Nosso corpo é um livro de memórias, que registra todas as experiências pelas quais passamos em nossas vidas, em todas as suas fases, desde a infância até nossa velhice.
Qual de nós nunca percebemos quanto nossa voz lembra a dos nossos pais, irmãos? Além disso até a nossa própria aparência física se adapta aos que convivem conosco ao longo de nossas vidas; e não falo de parentes genéticos, mas sim de esposas, maridos, amigos...
Sendo assim, nosso corpo "material", físico, não é "construído" apenas geneticamente, e sim socialmente, culturalmente aliado às trasnformações biológicas. Somos uma "esponja do mundo', absorvendo tudo o que sentimos, e o nosso corpo transmite ao mundo estas experiências.
A voz talvez seja um dos grandes canais de comunicação que o nosso corpo tem para transmitir estas experiências que vivemos, até porque nossa voz é resultado de como nosso corpo se apresenta. registramos em nossas memórias o que é alegria, tristeza e como devemos expressar isto, sonoramente, fisicamente. E não fazemos, na maioria das vezes, de maneira consciente, e sim instintivamente.

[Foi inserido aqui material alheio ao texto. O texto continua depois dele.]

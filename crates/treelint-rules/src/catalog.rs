//! The `standard` rule set.

use treelint_core::{RuleProvider, RuleSetProvider, DEFAULT_RULE_SET};

use crate::{
    CommentSpacing, DotSpacing, FinalNewline, MaxLineLength, NoEmptyFile,
    NoSingleLineBlockComment, NoTrailingSpaces, NoVar,
};

/// Provides every rule of this crate under the `standard` rule set.
#[derive(Debug, Clone, Copy, Default)]
pub struct StandardRuleSetProvider;

impl RuleSetProvider for StandardRuleSetProvider {
    fn id(&self) -> &'static str {
        DEFAULT_RULE_SET
    }

    fn rule_providers(&self) -> Vec<RuleProvider> {
        all_rule_providers()
    }
}

/// Returns providers for all rules, in catalog order.
///
/// Catalog order decides the run order of rules without run-after
/// constraints.
#[must_use]
pub fn all_rule_providers() -> Vec<RuleProvider> {
    vec![
        RuleProvider::of::<NoVar>(),
        RuleProvider::of::<NoEmptyFile>(),
        RuleProvider::of::<DotSpacing>(),
        RuleProvider::of::<NoTrailingSpaces>(),
        RuleProvider::of::<CommentSpacing>(),
        RuleProvider::of::<NoSingleLineBlockComment>(),
        RuleProvider::of::<FinalNewline>(),
        RuleProvider::of::<MaxLineLength>(),
    ]
}

#[cfg(test)]
mod tests {
    use super::*;
    use treelint_core::RuleRegistry;

    #[test]
    fn test_catalog_ids() {
        let ids: Vec<String> = all_rule_providers()
            .iter()
            .map(|p| p.id().to_string())
            .collect();
        insta::assert_debug_snapshot!(ids, @r###"
        [
            "standard:no-var",
            "standard:no-empty-file",
            "standard:dot-spacing",
            "standard:no-trailing-spaces",
            "standard:comment-spacing",
            "standard:no-single-line-block-comment",
            "standard:final-newline",
            "standard:max-line-length",
        ]
        "###);
    }

    #[test]
    fn test_catalog_is_valid() {
        let registry = RuleRegistry::new(StandardRuleSetProvider.rule_providers());
        assert!(registry.is_ok());
    }

    #[test]
    fn test_every_rule_belongs_to_the_set() {
        let provider = StandardRuleSetProvider;
        assert!(provider
            .rule_providers()
            .iter()
            .all(|p| p.id().rule_set() == provider.id()));
    }
}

Assim nossa respiração, voz, partem daquilo que sentimos e emitimos como sensação do que somos. No mundo todo, em cada região, pessoas terão timbres semelhantes entre si e que diferem do mundo todo, caracterizando a cultura de cada local, seu comportamento, entre outros
O ator deve buscar expandir suas experiências individuais e coletivas a fim de poder contar cada vez mais com um repertório ainda maior para composição vocal de seus personagens, que na maior parte dos casos possuem cultura diferente de seu intéprete. Além destas experiências, o ator precisa também adquirir um auto-conhecimento desenvolvido de seu corpo, para descobrir em si, onde estão registradas estas experiências e como experimentá-las praticamente.
A base de tudo, de onde parte tudo isto é a nossa respiração, o ar que adentra e que expiramos de nosso organismo interno. O conceito de Espírito está intimamente ligado à respiração, ao ar. A palavra Espírito deriva da palavra latina Sopro. Assim, a cada respirada, enchemos nosso organismo de experiências e colocamos nosso "espírito" para fora.
Gostaria de encerrar este texto citando um trecho de um texto de Voltaire que utilizo na encenação do solo "Tempo Esgotado" apenas a título de discussão sobre o controle que temos sobre nós mesmos e o conhecimento e a experiência que adquirimos ao longo da vida. Eis o trecho:
Surgem por todos os lados, pobre doutor. Queres saber por que o teu braço e o pé obedecem à tua vontade e por que o teu fígado não te obedece? Indagas como o pensamento se forma no teu tímido entendimento e como gera aquela criança no útero da mãe? Dou-te o tempo que queiras, para me responderes.
O que é a matéria? Os teus colegas doutores encheram dez mil volumes sobre o assunto; descobriram nela algumas qualidades essenciais: as crianças conhecem – nas tanto como tu. Mas essa substância no fundo o que é? E a que é que chamaste espírito (termo cuja origem é palavra latina sopro, não podendo achar melhor conceito, por que não fazes a mínima idéia do que isso seja)?
Repara no grão de trigo que se lança a terra e dize – me por que brota depois do solo para produzir um canudo carregado com uma espiga. Ensina – me a razão por que a mesma terra produz uma maçã no alto dessa árvore e uma castanha na árvore vizinha. Podia arranjar um calhamaço recheado de perguntas, ás quais não deverias honestamente responder senão por quatro palavrinhas: não sei nada disso.
E, todavia és bacharel, és doutorado, possuis vários diplomas, e és togado. Chamam-te mestre. E esse orgulhoso pateta, nomeado para um modesto emprego numa cidadezinha, supõe ter comprado o direito de julgar e condenar aquilo de que nada percebe.